====== Records provided ======
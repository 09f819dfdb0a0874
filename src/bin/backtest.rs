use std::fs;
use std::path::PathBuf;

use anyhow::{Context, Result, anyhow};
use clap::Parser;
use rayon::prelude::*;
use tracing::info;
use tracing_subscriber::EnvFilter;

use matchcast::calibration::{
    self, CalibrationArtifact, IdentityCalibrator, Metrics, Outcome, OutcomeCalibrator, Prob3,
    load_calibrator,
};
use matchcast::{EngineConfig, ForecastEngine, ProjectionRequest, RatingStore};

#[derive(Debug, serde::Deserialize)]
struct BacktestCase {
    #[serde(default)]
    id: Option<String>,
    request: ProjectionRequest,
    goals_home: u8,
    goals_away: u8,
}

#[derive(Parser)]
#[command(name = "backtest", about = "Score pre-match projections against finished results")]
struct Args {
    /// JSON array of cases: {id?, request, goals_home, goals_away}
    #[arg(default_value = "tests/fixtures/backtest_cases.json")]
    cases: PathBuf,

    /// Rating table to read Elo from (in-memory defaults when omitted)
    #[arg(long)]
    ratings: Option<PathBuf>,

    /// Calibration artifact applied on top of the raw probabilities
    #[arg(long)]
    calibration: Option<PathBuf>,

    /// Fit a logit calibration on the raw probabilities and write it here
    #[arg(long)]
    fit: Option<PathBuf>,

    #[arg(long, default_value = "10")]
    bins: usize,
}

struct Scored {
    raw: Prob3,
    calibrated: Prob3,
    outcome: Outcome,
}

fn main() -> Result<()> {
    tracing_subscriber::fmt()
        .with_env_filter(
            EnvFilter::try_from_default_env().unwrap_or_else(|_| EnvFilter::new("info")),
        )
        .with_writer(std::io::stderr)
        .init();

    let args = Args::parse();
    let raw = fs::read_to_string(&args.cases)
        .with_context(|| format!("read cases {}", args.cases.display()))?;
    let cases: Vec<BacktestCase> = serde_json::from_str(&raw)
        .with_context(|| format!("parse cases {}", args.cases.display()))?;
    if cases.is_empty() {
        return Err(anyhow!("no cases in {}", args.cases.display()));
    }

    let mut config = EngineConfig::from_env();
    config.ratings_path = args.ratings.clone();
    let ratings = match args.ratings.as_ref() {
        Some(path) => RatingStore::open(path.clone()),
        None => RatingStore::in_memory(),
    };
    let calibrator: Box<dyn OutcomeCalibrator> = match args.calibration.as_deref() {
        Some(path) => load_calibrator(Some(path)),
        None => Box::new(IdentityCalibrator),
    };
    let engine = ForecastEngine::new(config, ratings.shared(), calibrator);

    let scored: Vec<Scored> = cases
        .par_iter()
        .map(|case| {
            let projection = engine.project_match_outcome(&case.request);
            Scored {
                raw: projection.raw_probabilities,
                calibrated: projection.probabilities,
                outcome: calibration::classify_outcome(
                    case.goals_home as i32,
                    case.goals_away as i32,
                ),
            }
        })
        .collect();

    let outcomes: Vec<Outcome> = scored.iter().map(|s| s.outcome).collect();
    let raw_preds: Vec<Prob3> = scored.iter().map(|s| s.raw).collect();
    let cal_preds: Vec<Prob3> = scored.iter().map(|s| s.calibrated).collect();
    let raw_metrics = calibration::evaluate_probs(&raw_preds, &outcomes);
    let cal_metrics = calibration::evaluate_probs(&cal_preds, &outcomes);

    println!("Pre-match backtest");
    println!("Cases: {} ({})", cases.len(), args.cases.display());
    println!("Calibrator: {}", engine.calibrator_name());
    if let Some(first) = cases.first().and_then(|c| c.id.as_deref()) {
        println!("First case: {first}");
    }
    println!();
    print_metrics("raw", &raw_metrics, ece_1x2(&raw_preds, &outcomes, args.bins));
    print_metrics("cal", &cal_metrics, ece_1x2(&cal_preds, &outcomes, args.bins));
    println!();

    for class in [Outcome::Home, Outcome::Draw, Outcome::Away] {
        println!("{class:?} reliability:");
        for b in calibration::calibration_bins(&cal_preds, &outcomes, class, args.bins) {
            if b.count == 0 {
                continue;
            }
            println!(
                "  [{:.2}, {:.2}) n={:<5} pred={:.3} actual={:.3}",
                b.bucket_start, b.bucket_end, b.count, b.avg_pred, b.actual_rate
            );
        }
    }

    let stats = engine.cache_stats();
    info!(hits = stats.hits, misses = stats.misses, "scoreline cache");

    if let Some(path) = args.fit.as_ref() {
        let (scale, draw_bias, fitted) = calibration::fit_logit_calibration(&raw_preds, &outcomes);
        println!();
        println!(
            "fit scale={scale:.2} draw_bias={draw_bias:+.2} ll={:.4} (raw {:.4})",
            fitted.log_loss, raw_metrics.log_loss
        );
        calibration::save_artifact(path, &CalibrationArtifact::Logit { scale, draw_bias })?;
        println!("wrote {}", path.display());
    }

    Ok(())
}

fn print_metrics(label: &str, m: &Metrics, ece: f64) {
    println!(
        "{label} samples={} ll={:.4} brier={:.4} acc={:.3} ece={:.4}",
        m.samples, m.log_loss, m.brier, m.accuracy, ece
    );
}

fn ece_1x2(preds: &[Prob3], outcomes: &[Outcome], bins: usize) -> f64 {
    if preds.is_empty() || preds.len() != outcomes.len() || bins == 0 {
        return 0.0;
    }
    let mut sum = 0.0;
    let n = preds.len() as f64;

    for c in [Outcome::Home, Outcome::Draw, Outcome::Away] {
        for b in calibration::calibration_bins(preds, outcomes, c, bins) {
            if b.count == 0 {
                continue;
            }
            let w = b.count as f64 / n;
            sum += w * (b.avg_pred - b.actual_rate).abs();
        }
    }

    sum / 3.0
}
======
====== Records provided ======
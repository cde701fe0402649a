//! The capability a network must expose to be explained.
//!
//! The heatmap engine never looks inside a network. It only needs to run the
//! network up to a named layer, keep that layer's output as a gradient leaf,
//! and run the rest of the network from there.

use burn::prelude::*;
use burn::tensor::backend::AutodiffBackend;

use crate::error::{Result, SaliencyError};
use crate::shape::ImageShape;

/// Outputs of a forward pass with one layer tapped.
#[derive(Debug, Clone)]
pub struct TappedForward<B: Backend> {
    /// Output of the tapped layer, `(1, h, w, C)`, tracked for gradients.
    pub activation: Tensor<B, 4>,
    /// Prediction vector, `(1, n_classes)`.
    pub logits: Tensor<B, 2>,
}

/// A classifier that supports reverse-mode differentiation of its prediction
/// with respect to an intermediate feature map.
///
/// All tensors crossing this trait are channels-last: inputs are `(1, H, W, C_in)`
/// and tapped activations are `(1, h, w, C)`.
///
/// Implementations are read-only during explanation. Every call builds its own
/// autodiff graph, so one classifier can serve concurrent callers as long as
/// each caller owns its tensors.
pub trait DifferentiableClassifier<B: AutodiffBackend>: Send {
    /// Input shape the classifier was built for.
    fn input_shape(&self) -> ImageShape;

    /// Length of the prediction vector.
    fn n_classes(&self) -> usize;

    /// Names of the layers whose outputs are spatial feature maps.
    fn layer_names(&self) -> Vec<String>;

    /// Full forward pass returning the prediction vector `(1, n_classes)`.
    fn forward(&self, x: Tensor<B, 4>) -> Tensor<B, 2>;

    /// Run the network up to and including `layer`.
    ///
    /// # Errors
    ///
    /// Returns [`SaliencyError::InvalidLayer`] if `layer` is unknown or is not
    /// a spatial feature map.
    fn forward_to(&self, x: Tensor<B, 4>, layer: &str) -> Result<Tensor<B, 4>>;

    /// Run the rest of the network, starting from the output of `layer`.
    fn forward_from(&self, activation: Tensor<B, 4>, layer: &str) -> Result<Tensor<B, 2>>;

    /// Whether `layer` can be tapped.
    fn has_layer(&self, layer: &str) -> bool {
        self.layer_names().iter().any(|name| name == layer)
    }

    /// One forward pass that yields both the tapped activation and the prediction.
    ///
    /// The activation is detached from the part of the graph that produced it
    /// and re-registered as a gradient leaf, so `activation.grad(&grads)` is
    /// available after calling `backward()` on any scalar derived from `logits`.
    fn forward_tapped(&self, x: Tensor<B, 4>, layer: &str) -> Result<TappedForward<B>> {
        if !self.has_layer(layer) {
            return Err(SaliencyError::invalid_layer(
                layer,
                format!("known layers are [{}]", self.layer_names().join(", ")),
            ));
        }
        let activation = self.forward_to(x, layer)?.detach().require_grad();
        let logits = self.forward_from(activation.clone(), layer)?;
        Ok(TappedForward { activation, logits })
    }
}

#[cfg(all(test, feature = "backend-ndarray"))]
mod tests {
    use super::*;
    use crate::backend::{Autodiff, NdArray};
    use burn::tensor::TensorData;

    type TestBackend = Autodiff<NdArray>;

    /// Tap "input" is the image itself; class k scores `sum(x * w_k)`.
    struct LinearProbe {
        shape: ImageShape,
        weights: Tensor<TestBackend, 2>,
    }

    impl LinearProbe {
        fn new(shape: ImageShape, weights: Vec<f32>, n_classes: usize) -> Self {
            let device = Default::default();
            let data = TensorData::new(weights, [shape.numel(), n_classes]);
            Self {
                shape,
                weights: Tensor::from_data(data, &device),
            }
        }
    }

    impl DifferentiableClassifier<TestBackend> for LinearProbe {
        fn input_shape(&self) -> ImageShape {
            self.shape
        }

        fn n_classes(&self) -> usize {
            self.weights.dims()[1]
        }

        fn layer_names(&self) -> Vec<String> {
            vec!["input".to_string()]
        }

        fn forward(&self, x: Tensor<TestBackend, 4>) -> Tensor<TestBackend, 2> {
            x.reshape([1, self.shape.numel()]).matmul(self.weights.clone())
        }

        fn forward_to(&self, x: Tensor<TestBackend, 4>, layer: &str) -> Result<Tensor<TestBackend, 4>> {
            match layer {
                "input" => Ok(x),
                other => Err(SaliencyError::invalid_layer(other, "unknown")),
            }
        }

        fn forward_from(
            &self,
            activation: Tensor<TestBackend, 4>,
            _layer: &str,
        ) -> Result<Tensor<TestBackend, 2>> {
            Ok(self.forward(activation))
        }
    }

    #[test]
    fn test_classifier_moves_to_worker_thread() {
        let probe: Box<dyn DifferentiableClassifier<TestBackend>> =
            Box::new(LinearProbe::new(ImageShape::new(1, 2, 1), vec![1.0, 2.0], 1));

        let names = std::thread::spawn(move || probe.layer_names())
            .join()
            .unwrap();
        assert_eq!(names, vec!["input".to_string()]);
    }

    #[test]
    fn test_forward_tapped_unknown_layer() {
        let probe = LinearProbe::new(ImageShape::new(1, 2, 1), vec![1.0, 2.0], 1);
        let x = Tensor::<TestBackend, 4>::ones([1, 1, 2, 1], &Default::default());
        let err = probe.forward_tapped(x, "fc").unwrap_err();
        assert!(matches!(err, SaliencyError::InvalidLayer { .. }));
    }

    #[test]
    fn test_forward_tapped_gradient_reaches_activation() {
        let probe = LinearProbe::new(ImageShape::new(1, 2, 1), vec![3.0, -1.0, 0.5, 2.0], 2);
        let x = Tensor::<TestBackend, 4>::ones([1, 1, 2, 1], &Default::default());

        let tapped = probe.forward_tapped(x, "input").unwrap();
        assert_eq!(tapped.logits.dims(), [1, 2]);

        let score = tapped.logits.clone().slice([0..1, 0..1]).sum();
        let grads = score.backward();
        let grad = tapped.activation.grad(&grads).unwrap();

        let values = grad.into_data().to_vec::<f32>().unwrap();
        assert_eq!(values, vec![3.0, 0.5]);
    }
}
======
====== Records provided ======
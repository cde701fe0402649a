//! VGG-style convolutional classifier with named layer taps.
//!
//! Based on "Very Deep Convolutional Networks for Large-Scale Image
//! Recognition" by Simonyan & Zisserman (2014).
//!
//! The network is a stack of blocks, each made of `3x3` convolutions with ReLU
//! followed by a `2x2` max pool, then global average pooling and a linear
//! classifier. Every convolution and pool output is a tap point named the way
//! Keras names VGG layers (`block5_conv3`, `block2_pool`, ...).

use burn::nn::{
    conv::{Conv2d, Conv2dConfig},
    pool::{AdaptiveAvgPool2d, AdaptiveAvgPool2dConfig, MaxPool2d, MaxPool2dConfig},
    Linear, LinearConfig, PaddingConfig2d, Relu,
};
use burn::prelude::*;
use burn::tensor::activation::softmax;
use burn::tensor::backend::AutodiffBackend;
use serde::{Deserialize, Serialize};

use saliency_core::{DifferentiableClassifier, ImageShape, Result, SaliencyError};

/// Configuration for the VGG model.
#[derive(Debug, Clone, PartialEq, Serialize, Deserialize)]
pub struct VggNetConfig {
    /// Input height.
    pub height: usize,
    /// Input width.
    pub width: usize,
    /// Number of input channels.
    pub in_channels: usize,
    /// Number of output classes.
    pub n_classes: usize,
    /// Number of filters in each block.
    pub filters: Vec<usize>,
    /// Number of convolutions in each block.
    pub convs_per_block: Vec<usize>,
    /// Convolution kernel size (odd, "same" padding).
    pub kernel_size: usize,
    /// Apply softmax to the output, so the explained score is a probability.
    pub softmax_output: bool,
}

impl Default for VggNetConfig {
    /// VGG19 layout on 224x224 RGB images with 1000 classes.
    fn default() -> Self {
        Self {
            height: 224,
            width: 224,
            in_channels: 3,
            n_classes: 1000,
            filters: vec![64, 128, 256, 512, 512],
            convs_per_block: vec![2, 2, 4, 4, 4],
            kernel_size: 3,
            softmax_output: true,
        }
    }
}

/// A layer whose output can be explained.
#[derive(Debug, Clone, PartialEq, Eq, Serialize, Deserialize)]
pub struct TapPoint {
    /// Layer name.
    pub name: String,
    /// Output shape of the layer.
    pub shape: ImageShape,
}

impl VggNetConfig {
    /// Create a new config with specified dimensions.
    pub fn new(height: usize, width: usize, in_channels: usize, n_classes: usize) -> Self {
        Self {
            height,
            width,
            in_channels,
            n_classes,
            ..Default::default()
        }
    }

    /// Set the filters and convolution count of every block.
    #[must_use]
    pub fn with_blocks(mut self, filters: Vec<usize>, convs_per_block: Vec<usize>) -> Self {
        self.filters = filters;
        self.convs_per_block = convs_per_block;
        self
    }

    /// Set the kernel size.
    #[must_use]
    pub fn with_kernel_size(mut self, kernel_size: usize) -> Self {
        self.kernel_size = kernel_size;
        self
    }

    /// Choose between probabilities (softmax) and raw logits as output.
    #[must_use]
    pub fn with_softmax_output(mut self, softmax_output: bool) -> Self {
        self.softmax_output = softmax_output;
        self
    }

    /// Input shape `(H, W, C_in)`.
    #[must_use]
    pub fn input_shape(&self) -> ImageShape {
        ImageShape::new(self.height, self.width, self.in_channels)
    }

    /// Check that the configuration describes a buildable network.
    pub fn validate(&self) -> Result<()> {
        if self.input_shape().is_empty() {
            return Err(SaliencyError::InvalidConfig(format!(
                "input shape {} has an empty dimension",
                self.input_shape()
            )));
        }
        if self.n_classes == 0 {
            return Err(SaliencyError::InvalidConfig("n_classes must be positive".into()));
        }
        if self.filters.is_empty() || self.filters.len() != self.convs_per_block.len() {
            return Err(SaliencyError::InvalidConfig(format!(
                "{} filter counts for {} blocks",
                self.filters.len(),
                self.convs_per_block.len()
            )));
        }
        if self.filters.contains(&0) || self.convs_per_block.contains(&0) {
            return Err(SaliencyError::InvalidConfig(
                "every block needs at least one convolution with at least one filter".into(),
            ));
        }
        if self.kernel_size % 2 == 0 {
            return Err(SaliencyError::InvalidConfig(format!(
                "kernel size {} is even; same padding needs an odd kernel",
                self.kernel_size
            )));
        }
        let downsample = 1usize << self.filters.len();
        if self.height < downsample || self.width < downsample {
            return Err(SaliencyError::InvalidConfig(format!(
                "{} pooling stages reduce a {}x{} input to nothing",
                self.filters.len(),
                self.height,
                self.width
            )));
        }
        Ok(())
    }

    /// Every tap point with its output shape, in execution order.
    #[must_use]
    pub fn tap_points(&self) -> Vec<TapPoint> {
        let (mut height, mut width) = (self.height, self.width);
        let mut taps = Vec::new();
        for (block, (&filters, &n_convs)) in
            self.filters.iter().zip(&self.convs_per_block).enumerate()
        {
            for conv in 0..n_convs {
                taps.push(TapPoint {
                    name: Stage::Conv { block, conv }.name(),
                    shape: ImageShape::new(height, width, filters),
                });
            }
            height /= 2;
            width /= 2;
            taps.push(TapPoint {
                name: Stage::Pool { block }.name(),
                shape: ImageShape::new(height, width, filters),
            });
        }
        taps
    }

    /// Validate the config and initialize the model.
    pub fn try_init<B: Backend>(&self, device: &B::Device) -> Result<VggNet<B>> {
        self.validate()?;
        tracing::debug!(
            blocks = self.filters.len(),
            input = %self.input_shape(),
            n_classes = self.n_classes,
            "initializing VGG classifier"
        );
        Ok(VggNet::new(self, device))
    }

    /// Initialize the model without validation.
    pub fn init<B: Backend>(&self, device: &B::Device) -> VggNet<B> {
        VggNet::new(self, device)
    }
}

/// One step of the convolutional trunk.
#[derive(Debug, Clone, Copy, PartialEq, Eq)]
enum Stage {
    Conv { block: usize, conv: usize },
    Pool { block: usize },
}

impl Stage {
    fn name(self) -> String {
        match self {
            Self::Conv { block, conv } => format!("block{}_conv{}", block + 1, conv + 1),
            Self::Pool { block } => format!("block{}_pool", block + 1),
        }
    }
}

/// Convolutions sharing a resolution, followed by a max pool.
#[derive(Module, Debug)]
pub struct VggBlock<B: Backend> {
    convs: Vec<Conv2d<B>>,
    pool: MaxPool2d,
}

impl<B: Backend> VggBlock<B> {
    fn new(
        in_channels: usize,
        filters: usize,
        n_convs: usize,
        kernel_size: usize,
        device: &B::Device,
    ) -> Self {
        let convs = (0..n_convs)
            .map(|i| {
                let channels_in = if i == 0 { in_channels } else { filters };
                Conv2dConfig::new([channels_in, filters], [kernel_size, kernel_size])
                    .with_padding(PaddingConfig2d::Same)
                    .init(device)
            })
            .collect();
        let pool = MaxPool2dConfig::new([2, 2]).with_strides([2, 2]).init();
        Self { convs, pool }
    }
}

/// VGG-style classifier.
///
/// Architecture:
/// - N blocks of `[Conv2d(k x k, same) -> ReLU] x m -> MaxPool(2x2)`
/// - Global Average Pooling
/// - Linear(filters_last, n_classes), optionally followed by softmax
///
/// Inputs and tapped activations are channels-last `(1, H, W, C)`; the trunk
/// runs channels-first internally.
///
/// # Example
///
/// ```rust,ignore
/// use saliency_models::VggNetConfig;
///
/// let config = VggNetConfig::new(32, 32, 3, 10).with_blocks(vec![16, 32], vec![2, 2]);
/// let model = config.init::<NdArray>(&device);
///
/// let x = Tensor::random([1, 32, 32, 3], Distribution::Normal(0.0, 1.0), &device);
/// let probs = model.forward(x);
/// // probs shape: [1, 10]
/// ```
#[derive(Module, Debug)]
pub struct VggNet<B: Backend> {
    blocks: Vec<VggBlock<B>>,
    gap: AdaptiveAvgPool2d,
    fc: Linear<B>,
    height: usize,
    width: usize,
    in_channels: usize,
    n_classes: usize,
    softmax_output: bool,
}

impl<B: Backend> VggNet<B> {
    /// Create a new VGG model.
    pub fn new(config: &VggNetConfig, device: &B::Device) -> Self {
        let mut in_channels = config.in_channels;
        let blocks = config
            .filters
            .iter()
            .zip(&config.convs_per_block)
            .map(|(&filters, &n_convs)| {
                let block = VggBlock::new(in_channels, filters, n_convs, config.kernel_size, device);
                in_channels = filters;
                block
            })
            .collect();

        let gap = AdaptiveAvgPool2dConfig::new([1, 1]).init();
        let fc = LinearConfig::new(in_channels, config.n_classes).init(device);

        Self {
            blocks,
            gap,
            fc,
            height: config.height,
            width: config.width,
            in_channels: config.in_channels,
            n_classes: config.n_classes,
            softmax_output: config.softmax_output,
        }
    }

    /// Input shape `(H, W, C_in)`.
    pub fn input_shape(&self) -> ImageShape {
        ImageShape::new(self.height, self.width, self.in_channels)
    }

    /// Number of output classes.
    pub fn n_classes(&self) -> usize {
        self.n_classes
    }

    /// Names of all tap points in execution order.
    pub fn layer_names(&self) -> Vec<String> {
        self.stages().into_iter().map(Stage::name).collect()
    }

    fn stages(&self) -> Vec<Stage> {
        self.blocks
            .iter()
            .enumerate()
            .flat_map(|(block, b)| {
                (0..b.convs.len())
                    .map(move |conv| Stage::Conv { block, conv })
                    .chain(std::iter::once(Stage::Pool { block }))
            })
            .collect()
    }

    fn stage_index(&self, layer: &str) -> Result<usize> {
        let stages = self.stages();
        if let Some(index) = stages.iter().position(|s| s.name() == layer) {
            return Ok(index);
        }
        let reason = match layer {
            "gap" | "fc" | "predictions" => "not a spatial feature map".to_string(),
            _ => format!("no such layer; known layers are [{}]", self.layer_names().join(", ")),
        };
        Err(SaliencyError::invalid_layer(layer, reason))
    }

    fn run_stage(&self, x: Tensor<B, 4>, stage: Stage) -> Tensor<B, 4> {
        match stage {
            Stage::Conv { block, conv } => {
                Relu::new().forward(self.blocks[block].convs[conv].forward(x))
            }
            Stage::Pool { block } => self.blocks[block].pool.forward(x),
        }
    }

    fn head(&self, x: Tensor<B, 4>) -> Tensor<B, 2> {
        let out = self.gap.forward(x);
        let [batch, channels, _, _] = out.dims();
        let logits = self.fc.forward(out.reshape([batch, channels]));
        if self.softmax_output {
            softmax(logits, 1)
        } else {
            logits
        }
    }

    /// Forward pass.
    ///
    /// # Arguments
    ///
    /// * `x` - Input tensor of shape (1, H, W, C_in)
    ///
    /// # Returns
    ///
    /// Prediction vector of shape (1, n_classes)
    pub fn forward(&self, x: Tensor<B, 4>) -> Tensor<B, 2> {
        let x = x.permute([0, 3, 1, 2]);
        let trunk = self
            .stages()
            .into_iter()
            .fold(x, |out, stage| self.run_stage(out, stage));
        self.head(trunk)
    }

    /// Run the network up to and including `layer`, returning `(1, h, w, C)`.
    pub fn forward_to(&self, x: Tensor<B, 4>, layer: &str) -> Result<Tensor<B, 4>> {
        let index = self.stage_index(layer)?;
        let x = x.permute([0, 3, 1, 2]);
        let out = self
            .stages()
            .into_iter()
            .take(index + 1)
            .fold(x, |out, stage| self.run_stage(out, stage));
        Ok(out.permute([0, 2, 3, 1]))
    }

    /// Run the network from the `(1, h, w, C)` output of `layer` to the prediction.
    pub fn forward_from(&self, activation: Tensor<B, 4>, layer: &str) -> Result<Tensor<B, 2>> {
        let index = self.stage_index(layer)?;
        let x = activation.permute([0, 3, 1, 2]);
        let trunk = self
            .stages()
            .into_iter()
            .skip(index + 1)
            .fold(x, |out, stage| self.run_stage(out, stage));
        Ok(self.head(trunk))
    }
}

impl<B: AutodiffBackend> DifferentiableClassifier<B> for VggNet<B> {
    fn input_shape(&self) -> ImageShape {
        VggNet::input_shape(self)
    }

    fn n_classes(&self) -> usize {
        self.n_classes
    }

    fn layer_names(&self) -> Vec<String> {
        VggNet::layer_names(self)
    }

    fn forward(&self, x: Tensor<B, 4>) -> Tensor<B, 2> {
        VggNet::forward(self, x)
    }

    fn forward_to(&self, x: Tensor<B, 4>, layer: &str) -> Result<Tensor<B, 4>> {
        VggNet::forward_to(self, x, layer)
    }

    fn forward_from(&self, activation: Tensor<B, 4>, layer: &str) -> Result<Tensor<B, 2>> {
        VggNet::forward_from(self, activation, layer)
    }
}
======
• What is expected:
Only a number should be given in reply: how many lines in the entries above hold "weights".

• Exercise solution:
6